# Pictage alternatives?



## Restomage (Sep 29, 2011)

I'm looking for a new alternative to Pictage for my clients and their guests to view/buy their photos on. I really like Pictage in regards to their email system, for example if a client/guest is trying to view photos from an event that isn't available yet, Pictage will email them when the photos are ready for viewing. The only thing I don't like about Pictage however is the fact that it costs $99/month. 

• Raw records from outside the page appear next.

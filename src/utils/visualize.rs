//! Visualization sinks for sample snapshots

use std::path::Path;

use tch::{Device, Kind, Tensor};

use crate::error::{Error, Result};

/// Destination for human-viewable sample images
pub trait SampleSink {
    /// Persist a (C, H, W) image with values in [-1, 1]
    fn save(&self, image: &Tensor, path: &Path) -> Result<()>;
}

/// Writes samples as image files (format picked from the extension)
#[derive(Debug, Clone, Copy, Default)]
pub struct PngSink;

impl SampleSink for PngSink {
    fn save(&self, image: &Tensor, path: &Path) -> Result<()> {
        if let Some(parent) = path.parent() {
            std::fs::create_dir_all(parent)?;
        }
        tch::vision::image::save(&to_pixels(image)?, path)?;
        Ok(())
    }
}

/// Discards every sample
#[derive(Debug, Clone, Copy, Default)]
pub struct NullSink;

impl SampleSink for NullSink {
    fn save(&self, _image: &Tensor, _path: &Path) -> Result<()> {
        Ok(())
    }
}

/// Map a [-1, 1] float image to u8 pixels on the CPU
pub fn to_pixels(image: &Tensor) -> Result<Tensor> {
    let image = match image.dim() {
        3 => image.shallow_clone(),
        4 if image.size()[0] == 1 => image.squeeze_dim(0),
        _ => {
            return Err(Error::Config(format!(
                "expected a (C, H, W) image, got shape {:?}",
                image.size()
            )))
        }
    };

    Ok(((image.to_device(Device::Cpu).to_kind(Kind::Float) + 1.0) * 127.5)
        .clamp(0.0, 255.0)
        .round()
        .to_kind(Kind::Uint8))
}

/// Place an input and its stylized output side by side along the width
pub fn side_by_side(input: &Tensor, output: &Tensor) -> Tensor {
    Tensor::cat(&[input, output], -1)
}
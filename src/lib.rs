//! # CartoonGAN
//!
//! This crate trains an image-to-image generator that turns photographs into
//! cartoon-styled images, following the CartoonGAN recipe: a residual
//! encoder/decoder generator, a patch discriminator that also sees cartoons
//! with smoothed edges, and a VGG19 content loss.
//!
//! ## Modules
//!
//! - `data`: Image folders, batching and edge promotion
//! - `model`: Generator, Discriminator and the frozen VGG19 feature extractor
//! - `training`: Two-phase training loop, losses and learning-rate schedule
//! - `transfer`: Inference with a trained generator
//! - `utils`: Configuration, devices, checkpoints, logging and sample sinks

pub mod data;
pub mod error;
pub mod model;
pub mod training;
pub mod transfer;
pub mod utils;

pub use data::{DataLoader, ImageFolder};
pub use error::{Error, Result};
pub use model::{CartoonGan, Discriminator, FeatureExtractor, Generator, ModelConfig, ResidualBlock};
pub use training::{EntryPoint, Trainer, TrainingConfig, TrainingData, TrainingHistory, TrainingPhase};
pub use transfer::Stylizer;
pub use utils::{ComputeContext, Config};
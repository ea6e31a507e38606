//! Model module containing the CartoonGAN networks
//!
//! This module provides:
//! - Generator (encoder, residual bottleneck, decoder)
//! - Patch Discriminator
//! - Frozen VGG19 feature extractor for the content loss
//! - CartoonGan wrapper owning all three and their variable stores

mod cartoongan;
mod discriminator;
mod generator;
mod layers;
mod residual;
mod vgg;

pub use cartoongan::{CartoonGan, ModelConfig};
pub use discriminator::{Discriminator, DiscriminatorConfig};
pub use generator::{Generator, GeneratorConfig};
pub use residual::ResidualBlock;
pub use vgg::{FeatureExtractor, FEATURE_CHANNELS, FEATURE_LAYERS};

Anyone have any suggestions on any good alternatives? I'm currently considering SmugMug since they provide a very similar service, but I just wanted to see if there was anything else out there that you guys use. Thanks.


----------



## KmH (Sep 29, 2011)

Many retail photographers discover that proofing and selling in person, rather than online, yields 2x, 3x, 4x and even larger average customer purchases.


----------



## CCericola (Sep 29, 2011)

In person sales are, in my opinion, the best way however, if one on one sales does not fit your business model then check out PicturesPro. (Pictures Pro - Photography Shopping Cart | Online Proofing | Photo Cart)
It is about $400. It is a one time purchase with free upgrades. You just upload all the files to your website and viola. You can pair that with a paypal account to be able to accept credit cards and you are good to go. The down side is you have to fulfill the orders yourself at the lab of your choice. For me it was the best choice because it gives me the freedom to use several different labs to best fit each order I have. Hope this helps.


----------



## Restomage (Sep 30, 2011)

Thanks for the help guys, and i'll definitely look more into that Cericola. As far as meeting in person with clients for proofing, I always try to do that. This client gallery I'm trying to develop is more for the guests at the wedding, where they can view and buy photos from the specific wedding they were at.


----------